Updates for new datamaestro version

bpiwowar · bpiwowar · commit 429d754090f5 · 2025-04-03T15:57:52.000+02:00
diff --git a/src/datamaestro_text/config/com/microsoft/msmarco/passage.py b/src/datamaestro_text/config/com/microsoft/msmarco/passage.py
@@ -1,11 +1,11 @@
 """MS MARCO (Microsoft Machine Reading Comprehension) is a large scale dataset focused on machine reading comprehension, question answering, and passage ranking. A variant of this task will be the part of TREC and AFIRM 2019. For Updates about TREC 2019 please follow This Repository Passage Reranking task Task Given a query q and a the 1000 most relevant passages P = p1, p2, p3,... p1000, as retrieved by BM25 a succeful system is expected to rerank the most relevant passage as high as possible. For this task not all 1000 relevant items have a human labeled relevant passage. Evaluation will be done using MRR.
 
-  **Publication**:
-  Tri Nguyen, Mir Rosenberg, Xia Song, Jianfeng Gao, Saurabh Tiwary, RanganMajumder, and Li Deng. 2016.
-  MS MARCO: A Human Generated MAchineReading COmprehension Dataset. In CoCo@NIPS.
+**Publication**:
+Tri Nguyen, Mir Rosenberg, Xia Song, Jianfeng Gao, Saurabh Tiwary, RanganMajumder, and Li Deng. 2016.
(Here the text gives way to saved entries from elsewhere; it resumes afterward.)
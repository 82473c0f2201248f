//! Dynamic terrain testbed
//!
//! Drops bodies onto a procedural voxel world and logs how terrain collision
//! follows them. Set `RUST_LOG=terrain_physics=trace` to watch individual
//! sections being requested, built and retired.

use clap::Parser;
use std::path::PathBuf;
use std::sync::Arc;
use terrain_physics::terrain::WorkerPoolScheduler;
use terrain_physics::TerrainSettings;
use terrain_testbed::{HillsWorld, Testbed, TestbedConfig};
use tracing_subscriber::EnvFilter;

/// Dynamic terrain collision testbed
#[derive(Parser)]
#[command(name = "terrain-testbed")]
#[command(about = "Headless run of dynamic terrain collision around falling bodies")]
struct Args {
    /// Number of physics steps to simulate
    #[arg(short, long, default_value_t = 600)]
    steps: usize,

    /// Number of dynamic bodies
    #[arg(short, long, default_value_t = 32)]
    bodies: usize,

    /// Snapshot worker threads
    #[arg(short, long, default_value_t = 2)]
    threads: usize,

    /// Loaded world radius, in sections
    #[arg(long, default_value_t = 8)]
    radius: i32,

    /// Dig under a body every N steps (0 disables)
    #[arg(long, default_value_t = 120)]
    dig_every: usize,

    /// Terrain settings file (TOML)
    #[arg(short, long)]
    config: Option<PathBuf>,
}

fn main() -> anyhow::Result<()> {
    tracing_subscriber::fmt()
        .with_env_filter(EnvFilter::try_from_default_env().unwrap_or_else(|_| EnvFilter::new("info")))
        .init();

    let args = Args::parse();

    let settings = match &args.config {
        Some(path) => {
            tracing::info!(path = %path.display(), "loading terrain settings");
            TerrainSettings::load(path)?
        }
        None => TerrainSettings::default(),
    };

    let world = Arc::new(HillsWorld::new(args.radius));
    let scheduler = WorkerPoolScheduler::new(Arc::clone(&world), args.threads)?;
    let config = TestbedConfig {
        steps: args.steps,
        bodies: args.bodies,
        dig_every: args.dig_every,
        ..TestbedConfig::default()
    };

    let mut testbed = Testbed::new(world, scheduler, settings, config)?;
    testbed.run(1.0 / 60.0);

    let stats = testbed.finish();
    anyhow::ensure!(
        stats.colliders == 0,
        "{} terrain colliders left after teardown",
        stats.colliders
    );
    Ok(())
}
+MS MARCO: A Human Generated MAchineReading COmprehension Dataset. In CoCo@NIPS.
 
 
-  See [https://github.com/microsoft/MSMARCO-Passage-Ranking](https://github.com/microsoft/MSMARCO-Passage-Ranking) for more details
+See [https://github.com/microsoft/MSMARCO-Passage-Ranking](https://github.com/microsoft/MSMARCO-Passage-Ranking) for more details
 """
 
 from datamaestro.annotations.agreement import useragreement
@@ -35,6 +35,7 @@
 
 # --- Document collection
 
+
 # TODO: Not ideal since it would be better to have small versions right away
 # instead of downloading again the MS Marco Collection
 @lua
@@ -43,10 +44,10 @@
     url="https://msmarco.blob.core.windows.net/msmarcoranking/collectionandqueries.tar.gz",
     checker=HashCheck("31644046b18952c1386cd4564ba2ae69", md5),
 )
-@dataset(Folder, url="https://github.com/microsoft/MSMARCO-Passage-Ranking")
-def collection_etc(data):
+@dataset(url="https://github.com/microsoft/MSMARCO-Passage-Ranking")
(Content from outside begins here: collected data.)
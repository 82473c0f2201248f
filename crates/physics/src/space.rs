//! Physics space abstraction
//!
//! The terrain engine only talks to the physics backend through
//! [`PhysicsSpace`]. [`PhysicsWorld`](crate::PhysicsWorld) is the rapier
//! implementation; tests wrap it to count collider traffic.

use crate::bounds::Aabb;
use glam::Vec3;
use rapier3d::prelude::{Collider, ColliderHandle, RigidBodyHandle};

/// What the terrain engine reads from an active body each step
#[derive(Debug, Clone, PartialEq)]
pub struct BodyState {
    pub linear_velocity: Vec3,
    /// World-space bounds of every collider attached to the body
    pub collider_bounds: Vec<Aabb>,
}

/// Operations the terrain engine needs from a physics space
///
/// All calls happen from the physics step context, never while the space is
/// being stepped.
pub trait PhysicsSpace {
    /// Bodies currently simulated (dynamic and awake)
    fn active_bodies(&self) -> Vec<RigidBodyHandle>;

    /// Read velocity and bounds of a body, `None` if it no longer exists
    fn read_body(&self, body: RigidBodyHandle) -> Option<BodyState>;

    /// Register a free-standing collider
    fn add_collider(&mut self, collider: Collider) -> ColliderHandle;

    /// Remove a collider without waking the bodies touching it
    fn remove_collider(&mut self, handle: ColliderHandle);

    /// Wake every body with a collider intersecting `bounds`
    fn wake_bodies_in(&mut self, bounds: &Aabb);
}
+def collection_etc(data) -> Folder:
     """Documents and some more files"""
-    return {"path": data}
+    return Folder(path=data)
 
 
 @lua
diff --git a/src/datamaestro_text/config/com/sentiment140.py b/src/datamaestro_text/config/com/sentiment140.py
@@ -4,10 +4,6 @@
 from datamaestro.data.ml import Supervised
 from datamaestro.utils import HashCheck
 
-# name: Sentiment140
-# web: http://help.sentiment140.com/for-students/
-
-# description: |
 
 
 @zipdownloader(
diff --git a/src/datamaestro_text/config/edu/upenn/ldc/aquaint.py b/src/datamaestro_text/config/edu/upenn/ldc/aquaint.py
@@ -1,10 +1,9 @@
 """The AQUAINT Corpus, Linguistic Data Consortium (LDC) catalog number LDC2002T31 and ISBN 1-58563-240-6 consists of newswire text data in English, drawn from three sources: the Xinhua News Service (People's Republic of China), the New York Times News Service, and the Associated Press Worldstream News Service. It was prepared by the LDC for the AQUAINT Project, and will be used in official benchmark evaluations conducted by National Institute of Standards and Technology (NIST)."""
 
-from datamaestro.definitions import DatafolderPath
-from datamaestro.data import Base
-from datamaestro_text.data.ir.trec import TipsterCollection
-from datamaestro.definitions import argument, datatasks, datatags, dataset
+from datamaestro.context import DatafolderPath
+from datamaestro.definitions import dataset
 from datamaestro.download.links import links, linkfolder
+from datamaestro_text.data.ir.trec import TipsterCollection
 
 
 URL = "https://catalog.ldc.upenn.edu/LDC2002T31"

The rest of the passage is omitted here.